━━ EXTRACTED ENTRIES ━━

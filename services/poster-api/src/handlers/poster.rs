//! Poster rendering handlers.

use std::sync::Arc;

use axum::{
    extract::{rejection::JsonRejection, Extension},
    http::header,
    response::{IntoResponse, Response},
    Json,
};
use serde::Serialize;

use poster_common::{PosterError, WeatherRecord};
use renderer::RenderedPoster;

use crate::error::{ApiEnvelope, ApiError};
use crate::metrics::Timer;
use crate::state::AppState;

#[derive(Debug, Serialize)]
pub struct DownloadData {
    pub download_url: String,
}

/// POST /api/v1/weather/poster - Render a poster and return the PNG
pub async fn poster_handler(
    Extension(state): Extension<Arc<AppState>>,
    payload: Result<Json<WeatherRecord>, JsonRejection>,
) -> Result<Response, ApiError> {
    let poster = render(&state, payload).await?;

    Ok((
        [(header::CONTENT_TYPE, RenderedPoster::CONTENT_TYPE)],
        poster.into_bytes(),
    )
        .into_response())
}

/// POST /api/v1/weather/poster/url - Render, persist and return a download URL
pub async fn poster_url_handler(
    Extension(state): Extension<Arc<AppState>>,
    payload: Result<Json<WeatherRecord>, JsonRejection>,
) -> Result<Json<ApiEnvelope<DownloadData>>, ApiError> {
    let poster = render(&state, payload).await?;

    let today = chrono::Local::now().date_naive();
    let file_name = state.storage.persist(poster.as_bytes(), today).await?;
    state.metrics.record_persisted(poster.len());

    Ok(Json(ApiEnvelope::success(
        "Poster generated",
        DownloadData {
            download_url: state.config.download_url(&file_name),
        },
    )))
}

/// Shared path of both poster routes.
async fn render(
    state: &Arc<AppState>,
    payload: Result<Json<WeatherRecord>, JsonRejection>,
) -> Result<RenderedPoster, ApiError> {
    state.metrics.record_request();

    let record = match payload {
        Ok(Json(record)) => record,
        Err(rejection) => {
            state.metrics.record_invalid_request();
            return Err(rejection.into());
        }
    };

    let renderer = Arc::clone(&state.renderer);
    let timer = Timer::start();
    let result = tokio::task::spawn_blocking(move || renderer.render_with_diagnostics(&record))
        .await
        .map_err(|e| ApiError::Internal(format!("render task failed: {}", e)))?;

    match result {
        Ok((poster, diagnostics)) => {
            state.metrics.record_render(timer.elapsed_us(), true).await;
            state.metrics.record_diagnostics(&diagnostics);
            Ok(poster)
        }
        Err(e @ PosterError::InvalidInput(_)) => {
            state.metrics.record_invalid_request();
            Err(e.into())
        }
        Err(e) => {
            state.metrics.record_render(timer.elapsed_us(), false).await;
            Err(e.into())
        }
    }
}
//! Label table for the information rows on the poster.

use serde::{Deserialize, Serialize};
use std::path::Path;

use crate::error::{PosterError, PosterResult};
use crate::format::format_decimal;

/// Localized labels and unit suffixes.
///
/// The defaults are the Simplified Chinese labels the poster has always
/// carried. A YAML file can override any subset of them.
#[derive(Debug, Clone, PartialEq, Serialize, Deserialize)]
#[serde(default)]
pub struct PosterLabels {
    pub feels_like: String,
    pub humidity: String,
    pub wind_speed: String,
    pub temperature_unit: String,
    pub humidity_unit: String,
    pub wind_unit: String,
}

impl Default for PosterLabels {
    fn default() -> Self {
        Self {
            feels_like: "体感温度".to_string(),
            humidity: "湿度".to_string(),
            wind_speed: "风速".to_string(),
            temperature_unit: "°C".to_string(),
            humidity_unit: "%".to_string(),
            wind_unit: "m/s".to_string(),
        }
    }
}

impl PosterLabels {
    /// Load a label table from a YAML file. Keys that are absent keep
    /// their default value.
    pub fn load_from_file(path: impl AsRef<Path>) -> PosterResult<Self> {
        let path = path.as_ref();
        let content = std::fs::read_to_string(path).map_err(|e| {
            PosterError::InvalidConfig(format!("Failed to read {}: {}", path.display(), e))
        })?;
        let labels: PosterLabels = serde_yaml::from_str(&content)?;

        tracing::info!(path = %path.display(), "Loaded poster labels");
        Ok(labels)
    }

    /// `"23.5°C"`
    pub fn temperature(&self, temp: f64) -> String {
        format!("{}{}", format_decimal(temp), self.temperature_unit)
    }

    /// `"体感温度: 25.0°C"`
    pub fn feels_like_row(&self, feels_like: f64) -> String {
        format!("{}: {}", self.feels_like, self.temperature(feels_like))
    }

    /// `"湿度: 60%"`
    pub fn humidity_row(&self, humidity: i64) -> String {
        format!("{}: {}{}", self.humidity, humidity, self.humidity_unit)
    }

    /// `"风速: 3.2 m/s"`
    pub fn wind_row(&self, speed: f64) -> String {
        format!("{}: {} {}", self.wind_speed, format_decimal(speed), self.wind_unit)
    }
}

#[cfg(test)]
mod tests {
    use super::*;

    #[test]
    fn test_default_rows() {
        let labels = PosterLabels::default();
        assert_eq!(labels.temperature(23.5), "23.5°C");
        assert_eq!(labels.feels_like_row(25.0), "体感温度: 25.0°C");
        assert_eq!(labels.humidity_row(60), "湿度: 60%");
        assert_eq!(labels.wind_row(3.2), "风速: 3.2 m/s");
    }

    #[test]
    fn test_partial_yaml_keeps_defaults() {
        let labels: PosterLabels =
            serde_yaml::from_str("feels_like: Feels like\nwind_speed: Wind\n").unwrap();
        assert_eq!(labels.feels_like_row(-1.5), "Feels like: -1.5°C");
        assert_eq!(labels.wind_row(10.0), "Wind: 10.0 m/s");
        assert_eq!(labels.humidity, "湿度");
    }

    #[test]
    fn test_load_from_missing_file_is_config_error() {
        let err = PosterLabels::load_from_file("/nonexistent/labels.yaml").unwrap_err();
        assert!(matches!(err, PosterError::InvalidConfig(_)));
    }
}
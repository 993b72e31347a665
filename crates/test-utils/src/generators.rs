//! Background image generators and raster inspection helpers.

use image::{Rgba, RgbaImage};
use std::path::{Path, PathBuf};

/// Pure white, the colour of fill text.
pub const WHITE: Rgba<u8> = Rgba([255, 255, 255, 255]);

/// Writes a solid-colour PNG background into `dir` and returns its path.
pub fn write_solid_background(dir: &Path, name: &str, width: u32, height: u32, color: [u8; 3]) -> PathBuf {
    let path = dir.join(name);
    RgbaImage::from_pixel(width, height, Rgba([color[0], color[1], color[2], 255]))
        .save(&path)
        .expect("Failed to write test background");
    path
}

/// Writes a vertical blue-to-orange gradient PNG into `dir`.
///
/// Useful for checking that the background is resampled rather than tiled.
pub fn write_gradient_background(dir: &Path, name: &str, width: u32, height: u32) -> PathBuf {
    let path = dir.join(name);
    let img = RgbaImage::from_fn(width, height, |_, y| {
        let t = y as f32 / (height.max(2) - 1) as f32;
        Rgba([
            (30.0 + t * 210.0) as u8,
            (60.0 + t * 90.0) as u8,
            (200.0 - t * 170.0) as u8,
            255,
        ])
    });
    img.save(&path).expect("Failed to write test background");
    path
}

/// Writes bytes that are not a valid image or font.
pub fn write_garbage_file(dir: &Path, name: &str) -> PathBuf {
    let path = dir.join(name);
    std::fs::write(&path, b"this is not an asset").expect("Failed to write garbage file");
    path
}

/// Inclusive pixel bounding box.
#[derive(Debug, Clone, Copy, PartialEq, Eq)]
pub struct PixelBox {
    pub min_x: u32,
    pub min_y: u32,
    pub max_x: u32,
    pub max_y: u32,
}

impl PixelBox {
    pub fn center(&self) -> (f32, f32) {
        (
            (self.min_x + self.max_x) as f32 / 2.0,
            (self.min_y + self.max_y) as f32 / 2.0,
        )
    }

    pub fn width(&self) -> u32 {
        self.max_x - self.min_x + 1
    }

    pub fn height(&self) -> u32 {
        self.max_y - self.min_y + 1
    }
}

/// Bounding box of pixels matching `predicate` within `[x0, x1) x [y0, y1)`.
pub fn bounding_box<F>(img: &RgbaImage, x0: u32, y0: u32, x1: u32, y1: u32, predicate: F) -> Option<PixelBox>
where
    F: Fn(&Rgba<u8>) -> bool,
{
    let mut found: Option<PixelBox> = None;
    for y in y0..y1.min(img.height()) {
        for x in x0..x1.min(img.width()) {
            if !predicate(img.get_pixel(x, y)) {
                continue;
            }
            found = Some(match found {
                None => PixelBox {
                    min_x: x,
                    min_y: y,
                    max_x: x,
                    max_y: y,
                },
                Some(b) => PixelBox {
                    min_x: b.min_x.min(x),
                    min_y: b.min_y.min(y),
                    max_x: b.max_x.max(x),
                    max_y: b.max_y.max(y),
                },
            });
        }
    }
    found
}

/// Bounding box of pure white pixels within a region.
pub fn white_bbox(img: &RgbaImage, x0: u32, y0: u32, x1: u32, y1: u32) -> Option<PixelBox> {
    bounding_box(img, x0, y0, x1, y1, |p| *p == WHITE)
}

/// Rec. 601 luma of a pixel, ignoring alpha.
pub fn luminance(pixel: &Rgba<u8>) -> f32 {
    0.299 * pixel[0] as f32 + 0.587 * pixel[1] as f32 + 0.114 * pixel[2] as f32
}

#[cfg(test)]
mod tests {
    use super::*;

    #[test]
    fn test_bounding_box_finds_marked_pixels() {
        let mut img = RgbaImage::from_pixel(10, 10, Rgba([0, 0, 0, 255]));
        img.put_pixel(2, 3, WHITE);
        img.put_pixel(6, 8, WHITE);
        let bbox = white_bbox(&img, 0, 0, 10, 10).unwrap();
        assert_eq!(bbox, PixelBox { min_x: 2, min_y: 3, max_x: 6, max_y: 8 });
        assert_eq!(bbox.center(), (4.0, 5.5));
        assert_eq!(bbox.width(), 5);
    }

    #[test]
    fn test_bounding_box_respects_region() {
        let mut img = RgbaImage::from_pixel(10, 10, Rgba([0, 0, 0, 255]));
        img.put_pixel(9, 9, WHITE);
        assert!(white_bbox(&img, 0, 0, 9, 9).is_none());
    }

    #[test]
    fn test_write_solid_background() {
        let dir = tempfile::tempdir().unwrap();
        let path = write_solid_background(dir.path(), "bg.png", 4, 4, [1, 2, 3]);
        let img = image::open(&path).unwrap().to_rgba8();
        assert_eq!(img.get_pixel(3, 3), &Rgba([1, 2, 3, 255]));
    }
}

━━━
━━ EXTRACTED ENTRIES ━━

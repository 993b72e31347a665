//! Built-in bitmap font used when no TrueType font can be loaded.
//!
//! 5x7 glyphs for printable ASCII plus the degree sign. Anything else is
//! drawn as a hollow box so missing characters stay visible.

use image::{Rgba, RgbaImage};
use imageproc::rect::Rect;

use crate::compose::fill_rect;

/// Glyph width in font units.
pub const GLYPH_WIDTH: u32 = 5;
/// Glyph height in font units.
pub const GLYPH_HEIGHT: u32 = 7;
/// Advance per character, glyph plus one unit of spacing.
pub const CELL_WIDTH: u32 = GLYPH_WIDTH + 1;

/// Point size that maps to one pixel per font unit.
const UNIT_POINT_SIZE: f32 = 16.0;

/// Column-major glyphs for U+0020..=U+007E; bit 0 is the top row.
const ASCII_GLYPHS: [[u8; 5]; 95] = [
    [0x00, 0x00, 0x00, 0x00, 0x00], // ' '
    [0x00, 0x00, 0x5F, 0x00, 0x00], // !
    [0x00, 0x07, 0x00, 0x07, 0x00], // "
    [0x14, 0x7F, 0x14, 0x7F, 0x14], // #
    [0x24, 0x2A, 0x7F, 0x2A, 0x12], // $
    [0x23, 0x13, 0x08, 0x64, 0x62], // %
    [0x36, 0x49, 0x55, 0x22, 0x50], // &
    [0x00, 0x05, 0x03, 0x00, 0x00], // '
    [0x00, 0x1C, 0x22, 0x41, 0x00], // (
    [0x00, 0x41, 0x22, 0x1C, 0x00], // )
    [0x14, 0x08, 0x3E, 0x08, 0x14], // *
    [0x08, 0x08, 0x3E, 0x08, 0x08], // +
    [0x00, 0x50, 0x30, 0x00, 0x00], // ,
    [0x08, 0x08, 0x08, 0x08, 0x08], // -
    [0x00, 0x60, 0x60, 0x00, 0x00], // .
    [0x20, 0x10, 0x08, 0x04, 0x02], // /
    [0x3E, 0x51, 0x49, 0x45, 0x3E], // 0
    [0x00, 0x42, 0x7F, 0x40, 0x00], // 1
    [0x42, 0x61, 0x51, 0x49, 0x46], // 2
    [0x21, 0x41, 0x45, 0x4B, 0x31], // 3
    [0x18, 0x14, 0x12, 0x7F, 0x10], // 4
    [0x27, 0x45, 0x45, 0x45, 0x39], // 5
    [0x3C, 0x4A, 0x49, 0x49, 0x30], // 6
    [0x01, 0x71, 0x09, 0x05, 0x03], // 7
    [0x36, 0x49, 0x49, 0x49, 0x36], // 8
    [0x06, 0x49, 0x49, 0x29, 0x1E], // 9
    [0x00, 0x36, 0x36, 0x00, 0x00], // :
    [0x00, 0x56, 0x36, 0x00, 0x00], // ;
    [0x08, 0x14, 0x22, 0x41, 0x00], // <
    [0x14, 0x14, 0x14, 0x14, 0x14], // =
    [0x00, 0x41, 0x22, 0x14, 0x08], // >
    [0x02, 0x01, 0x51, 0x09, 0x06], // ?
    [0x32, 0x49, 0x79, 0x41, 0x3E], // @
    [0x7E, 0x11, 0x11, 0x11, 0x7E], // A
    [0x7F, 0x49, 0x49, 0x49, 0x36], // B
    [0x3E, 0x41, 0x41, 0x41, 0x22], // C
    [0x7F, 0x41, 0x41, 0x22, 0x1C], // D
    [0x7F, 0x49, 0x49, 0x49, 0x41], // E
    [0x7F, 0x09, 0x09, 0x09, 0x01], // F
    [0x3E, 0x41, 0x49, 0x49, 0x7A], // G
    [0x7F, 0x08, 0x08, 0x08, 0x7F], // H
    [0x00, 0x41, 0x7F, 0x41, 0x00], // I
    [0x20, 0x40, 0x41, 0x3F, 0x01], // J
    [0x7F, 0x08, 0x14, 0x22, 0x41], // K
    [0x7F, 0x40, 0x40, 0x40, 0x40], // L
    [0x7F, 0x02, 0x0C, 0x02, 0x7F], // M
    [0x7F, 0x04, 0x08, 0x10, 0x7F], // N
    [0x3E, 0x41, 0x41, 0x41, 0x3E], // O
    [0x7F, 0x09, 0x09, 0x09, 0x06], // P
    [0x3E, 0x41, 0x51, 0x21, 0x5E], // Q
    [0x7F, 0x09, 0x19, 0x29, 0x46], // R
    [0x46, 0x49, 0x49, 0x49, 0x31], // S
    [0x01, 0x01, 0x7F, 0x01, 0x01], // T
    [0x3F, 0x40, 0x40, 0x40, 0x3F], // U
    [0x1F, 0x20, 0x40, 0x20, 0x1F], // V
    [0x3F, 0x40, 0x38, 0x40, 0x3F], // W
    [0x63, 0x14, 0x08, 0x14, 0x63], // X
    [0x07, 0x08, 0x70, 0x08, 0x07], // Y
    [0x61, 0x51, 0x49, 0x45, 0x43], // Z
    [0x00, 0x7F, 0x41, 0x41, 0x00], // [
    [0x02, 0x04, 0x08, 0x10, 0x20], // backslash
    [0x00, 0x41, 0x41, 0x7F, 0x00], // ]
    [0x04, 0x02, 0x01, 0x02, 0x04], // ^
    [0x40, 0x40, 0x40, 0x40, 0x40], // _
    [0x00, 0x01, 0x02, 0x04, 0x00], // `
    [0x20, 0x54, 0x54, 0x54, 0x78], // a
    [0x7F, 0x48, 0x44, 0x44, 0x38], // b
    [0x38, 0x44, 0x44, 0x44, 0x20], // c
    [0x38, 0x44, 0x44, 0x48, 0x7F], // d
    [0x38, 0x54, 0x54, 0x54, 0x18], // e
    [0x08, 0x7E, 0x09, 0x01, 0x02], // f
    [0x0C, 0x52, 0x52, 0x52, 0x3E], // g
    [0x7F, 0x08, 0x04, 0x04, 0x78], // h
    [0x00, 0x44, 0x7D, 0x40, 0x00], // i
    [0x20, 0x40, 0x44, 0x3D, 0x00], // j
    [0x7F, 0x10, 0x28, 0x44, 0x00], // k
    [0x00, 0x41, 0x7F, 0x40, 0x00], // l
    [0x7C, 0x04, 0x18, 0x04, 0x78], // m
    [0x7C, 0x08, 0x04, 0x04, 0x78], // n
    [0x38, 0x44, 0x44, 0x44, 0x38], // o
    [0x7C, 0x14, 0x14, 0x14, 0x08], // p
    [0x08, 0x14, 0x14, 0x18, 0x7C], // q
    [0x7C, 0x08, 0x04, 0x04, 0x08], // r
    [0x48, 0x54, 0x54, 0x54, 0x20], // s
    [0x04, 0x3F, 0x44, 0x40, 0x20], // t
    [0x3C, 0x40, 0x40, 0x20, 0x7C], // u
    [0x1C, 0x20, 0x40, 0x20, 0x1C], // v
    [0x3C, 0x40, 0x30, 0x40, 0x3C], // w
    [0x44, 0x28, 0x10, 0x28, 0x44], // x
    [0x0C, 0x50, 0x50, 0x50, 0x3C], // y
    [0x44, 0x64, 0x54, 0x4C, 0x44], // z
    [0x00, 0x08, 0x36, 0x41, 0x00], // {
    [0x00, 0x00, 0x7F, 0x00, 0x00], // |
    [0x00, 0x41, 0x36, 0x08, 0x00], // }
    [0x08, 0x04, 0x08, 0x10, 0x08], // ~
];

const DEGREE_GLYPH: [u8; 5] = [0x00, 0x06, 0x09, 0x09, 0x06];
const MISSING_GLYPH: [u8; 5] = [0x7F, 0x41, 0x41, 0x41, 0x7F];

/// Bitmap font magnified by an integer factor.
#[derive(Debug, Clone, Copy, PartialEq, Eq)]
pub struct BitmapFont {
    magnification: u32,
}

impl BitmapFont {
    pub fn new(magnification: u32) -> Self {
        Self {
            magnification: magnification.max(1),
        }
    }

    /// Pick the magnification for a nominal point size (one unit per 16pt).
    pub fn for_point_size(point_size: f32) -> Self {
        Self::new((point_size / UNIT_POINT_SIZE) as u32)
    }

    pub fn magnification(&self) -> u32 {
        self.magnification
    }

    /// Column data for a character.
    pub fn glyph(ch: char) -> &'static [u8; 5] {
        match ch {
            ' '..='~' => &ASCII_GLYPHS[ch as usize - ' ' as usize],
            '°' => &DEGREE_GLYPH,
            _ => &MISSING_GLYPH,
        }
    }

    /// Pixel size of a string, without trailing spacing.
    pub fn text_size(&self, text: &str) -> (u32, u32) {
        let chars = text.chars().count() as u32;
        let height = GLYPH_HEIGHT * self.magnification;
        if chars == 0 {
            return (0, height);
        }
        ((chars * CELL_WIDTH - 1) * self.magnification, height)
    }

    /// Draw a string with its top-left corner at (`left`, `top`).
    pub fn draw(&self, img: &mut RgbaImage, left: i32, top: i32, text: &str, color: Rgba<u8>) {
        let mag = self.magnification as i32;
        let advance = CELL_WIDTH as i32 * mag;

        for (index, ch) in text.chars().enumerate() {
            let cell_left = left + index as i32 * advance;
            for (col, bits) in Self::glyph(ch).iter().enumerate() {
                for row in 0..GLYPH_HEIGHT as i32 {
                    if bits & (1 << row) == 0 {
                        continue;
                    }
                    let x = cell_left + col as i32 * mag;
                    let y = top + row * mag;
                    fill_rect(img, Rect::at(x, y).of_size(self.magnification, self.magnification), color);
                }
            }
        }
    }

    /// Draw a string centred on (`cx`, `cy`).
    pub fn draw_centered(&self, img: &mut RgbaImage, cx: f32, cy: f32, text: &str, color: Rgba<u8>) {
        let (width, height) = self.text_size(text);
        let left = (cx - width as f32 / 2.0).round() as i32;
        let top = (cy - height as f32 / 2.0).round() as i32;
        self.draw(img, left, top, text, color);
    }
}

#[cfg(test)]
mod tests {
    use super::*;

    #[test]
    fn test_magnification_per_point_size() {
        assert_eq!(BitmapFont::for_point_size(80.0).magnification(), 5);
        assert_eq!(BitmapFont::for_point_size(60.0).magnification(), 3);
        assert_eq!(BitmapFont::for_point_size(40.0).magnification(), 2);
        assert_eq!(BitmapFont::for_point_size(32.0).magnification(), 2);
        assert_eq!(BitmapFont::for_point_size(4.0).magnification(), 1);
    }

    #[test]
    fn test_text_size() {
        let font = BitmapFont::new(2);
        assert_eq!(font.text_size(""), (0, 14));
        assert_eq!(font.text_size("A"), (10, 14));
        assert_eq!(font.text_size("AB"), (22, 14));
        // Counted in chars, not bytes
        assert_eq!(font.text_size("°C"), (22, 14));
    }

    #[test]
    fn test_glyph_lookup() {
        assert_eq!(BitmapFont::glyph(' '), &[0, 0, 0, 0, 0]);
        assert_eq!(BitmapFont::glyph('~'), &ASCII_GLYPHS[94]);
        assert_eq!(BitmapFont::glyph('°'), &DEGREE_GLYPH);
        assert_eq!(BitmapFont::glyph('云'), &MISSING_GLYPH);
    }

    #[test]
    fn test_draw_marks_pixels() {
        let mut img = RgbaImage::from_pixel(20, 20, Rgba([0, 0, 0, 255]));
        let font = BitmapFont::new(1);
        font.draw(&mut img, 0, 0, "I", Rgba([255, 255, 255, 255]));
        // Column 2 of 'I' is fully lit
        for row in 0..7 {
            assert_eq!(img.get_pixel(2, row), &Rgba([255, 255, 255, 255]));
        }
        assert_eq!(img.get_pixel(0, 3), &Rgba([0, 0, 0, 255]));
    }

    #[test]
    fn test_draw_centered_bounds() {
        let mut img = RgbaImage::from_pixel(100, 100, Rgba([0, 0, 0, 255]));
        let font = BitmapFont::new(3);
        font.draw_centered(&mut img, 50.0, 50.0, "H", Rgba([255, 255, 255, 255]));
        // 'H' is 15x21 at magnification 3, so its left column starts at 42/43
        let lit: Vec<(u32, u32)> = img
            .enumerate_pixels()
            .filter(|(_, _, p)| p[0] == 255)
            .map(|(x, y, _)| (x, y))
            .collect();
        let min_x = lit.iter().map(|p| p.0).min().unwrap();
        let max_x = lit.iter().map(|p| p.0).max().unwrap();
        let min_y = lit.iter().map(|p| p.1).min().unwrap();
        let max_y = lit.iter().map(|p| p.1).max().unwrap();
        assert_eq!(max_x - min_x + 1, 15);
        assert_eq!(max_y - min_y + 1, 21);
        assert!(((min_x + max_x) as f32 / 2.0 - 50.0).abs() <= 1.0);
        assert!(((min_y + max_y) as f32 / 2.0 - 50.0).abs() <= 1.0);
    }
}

━━━

• **WHAT YOU SHOULD DO**: Pull out each line of the entries that contains "header".

• **REPLY TO THE EXERCISE**:
    http::header,
        [(header::CONTENT_TYPE, RenderedPoster::CONTENT_TYPE)],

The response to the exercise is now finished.